SOURCE DATA Start Marker

//! Navigation-context identity and its ephemeral caching

use std::sync::Mutex;

use serde::{Deserialize, Serialize};
use tracing::debug;

/// Identifier scoping color memoization to one navigation lineage.
///
/// A lineage is one browsing context across its reloads: the first navigation
/// derives a key, every later navigation in the same context reuses it via the
/// context-local [`EphemeralSlot`]. Keys are never reused across unrelated
/// lineages; the derived form is `<prefix>_<unix-millis>_<random suffix>`.
#[derive(Debug, Clone, PartialEq, Eq, Hash, Serialize, Deserialize)]
#[serde(transparent)]
pub struct ContextKey(String);

impl ContextKey {
    /// Default key prefix, matching the store's key namespace.
    pub const DEFAULT_PREFIX: &'static str = "fl_ctx";

    /// Derive a fresh key for a new lineage.
    pub fn derive(prefix: &str) -> Self {
        let millis = chrono::Utc::now().timestamp_millis();
        Self(format!("{}_{}_{}", prefix, millis, random_suffix()))
    }

    /// Fetch the lineage key from the context-local slot, deriving and caching
    /// a fresh one on first use.
    pub fn acquire(slot: &dyn EphemeralSlot, prefix: &str) -> Self {
        if let Some(existing) = slot.get() {
            return Self(existing);
        }
        let key = Self::derive(prefix);
        slot.put(&key.0);
        debug!(key = %key.0, "derived new context key");
        key
    }

    pub fn as_str(&self) -> &str {
        &self.0
    }
}

impl std::fmt::Display for ContextKey {
    fn fmt(&self, f: &mut std::fmt::Formatter<'_>) -> std::fmt::Result {
        f.write_str(&self.0)
    }
}

impl From<&str> for ContextKey {
    fn from(s: &str) -> Self {
        Self(s.to_string())
    }
}

/// Nine characters of base36, seeded from the OS entropy source.
fn random_suffix() -> String {
    const ALPHABET: &[u8] = b"0123456789abcdefghijklmnopqrstuvwxyz";
    let mut bytes = [0u8; 9];
    // Entropy failure here would mean a broken OS RNG; fall back to a
    // timestamp-derived suffix rather than panicking in the engine.
    if getrandom::getrandom(&mut bytes).is_err() {
        return format!("{:09x}", chrono::Utc::now().timestamp_subsec_nanos());
    }
    bytes
        .iter()
        .map(|b| ALPHABET[(*b as usize) % ALPHABET.len()] as char)
        .collect()
}

/// Context-local storage surviving reloads but not context termination.
///
/// The browser analog is `sessionStorage`; the simulation driver holds one
/// in-memory slot per simulated tab.
pub trait EphemeralSlot {
    fn get(&self) -> Option<String>;
    fn put(&self, value: &str);
}

/// In-memory slot for tests and the simulation driver.
#[derive(Debug, Default)]
pub struct MemoryEphemeralSlot {
    value: Mutex<Option<String>>,
}

impl MemoryEphemeralSlot {
    pub fn new() -> Self {
        Self::default()
    }
}

impl EphemeralSlot for MemoryEphemeralSlot {
    fn get(&self) -> Option<String> {
        self.value.lock().expect("slot lock poisoned").clone()
    }

    fn put(&self, value: &str) {
        *self.value.lock().expect("slot lock poisoned") = Some(value.to_string());
    }
}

SOURCE DATA End Marker

BRIEF: Full transcription, please: every entry, exactly as written.

TASK SOLUTION:
//! Navigation-context identity and its ephemeral caching

use std::sync::Mutex;

use serde::{Deserialize, Serialize};
use tracing::debug;

/// Identifier scoping color memoization to one navigation lineage.
///
/// A lineage is one browsing context across its reloads: the first navigation
/// derives a key, every later navigation in the same context reuses it via the
/// context-local [`EphemeralSlot`]. Keys are never reused across unrelated
/// lineages; the derived form is `<prefix>_<unix-millis>_<random suffix>`.
#[derive(Debug, Clone, PartialEq, Eq, Hash, Serialize, Deserialize)]
#[serde(transparent)]
pub struct ContextKey(String);

impl ContextKey {
    /// Default key prefix, matching the store's key namespace.
    pub const DEFAULT_PREFIX: &'static str = "fl_ctx";

    /// Derive a fresh key for a new lineage.
    pub fn derive(prefix: &str) -> Self {
        let millis = chrono::Utc::now().timestamp_millis();
        Self(format!("{}_{}_{}", prefix, millis, random_suffix()))
    }

    /// Fetch the lineage key from the context-local slot, deriving and caching
    /// a fresh one on first use.
    pub fn acquire(slot: &dyn EphemeralSlot, prefix: &str) -> Self {
        if let Some(existing) = slot.get() {
            return Self(existing);
        }
        let key = Self::derive(prefix);
        slot.put(&key.0);
        debug!(key = %key.0, "derived new context key");
        key
    }

    pub fn as_str(&self) -> &str {
        &self.0
    }
}

impl std::fmt::Display for ContextKey {
    fn fmt(&self, f: &mut std::fmt::Formatter<'_>) -> std::fmt::Result {
        f.write_str(&self.0)
    }
}

impl From<&str> for ContextKey {
    fn from(s: &str) -> Self {
        Self(s.to_string())
    }
}

/// Nine characters of base36, seeded from the OS entropy source.
fn random_suffix() -> String {
    const ALPHABET: &[u8] = b"0123456789abcdefghijklmnopqrstuvwxyz";
    let mut bytes = [0u8; 9];
    // Entropy failure here would mean a broken OS RNG; fall back to a
    // timestamp-derived suffix rather than panicking in the engine.
    if getrandom::getrandom(&mut bytes).is_err() {
        return format!("{:09x}", chrono::Utc::now().timestamp_subsec_nanos());
    }
    bytes
        .iter()
        .map(|b| ALPHABET[(*b as usize) % ALPHABET.len()] as char)
        .collect()
}

/// Context-local storage surviving reloads but not context termination.
///
/// The browser analog is `sessionStorage`; the simulation driver holds one
/// in-memory slot per simulated tab.
pub trait EphemeralSlot {
    fn get(&self) -> Option<String>;
    fn put(&self, value: &str);
}

/// In-memory slot for tests and the simulation driver.
#[derive(Debug, Default)]
pub struct MemoryEphemeralSlot {
    value: Mutex<Option<String>>,
}

impl MemoryEphemeralSlot {
    pub fn new() -> Self {
        Self::default()
    }
}

impl EphemeralSlot for MemoryEphemeralSlot {
    fn get(&self) -> Option<String> {
        self.value.lock().expect("slot lock poisoned").clone()
    }

    fn put(&self, value: &str) {
        *self.value.lock().expect("slot lock poisoned") = Some(value.to_string());
    }
}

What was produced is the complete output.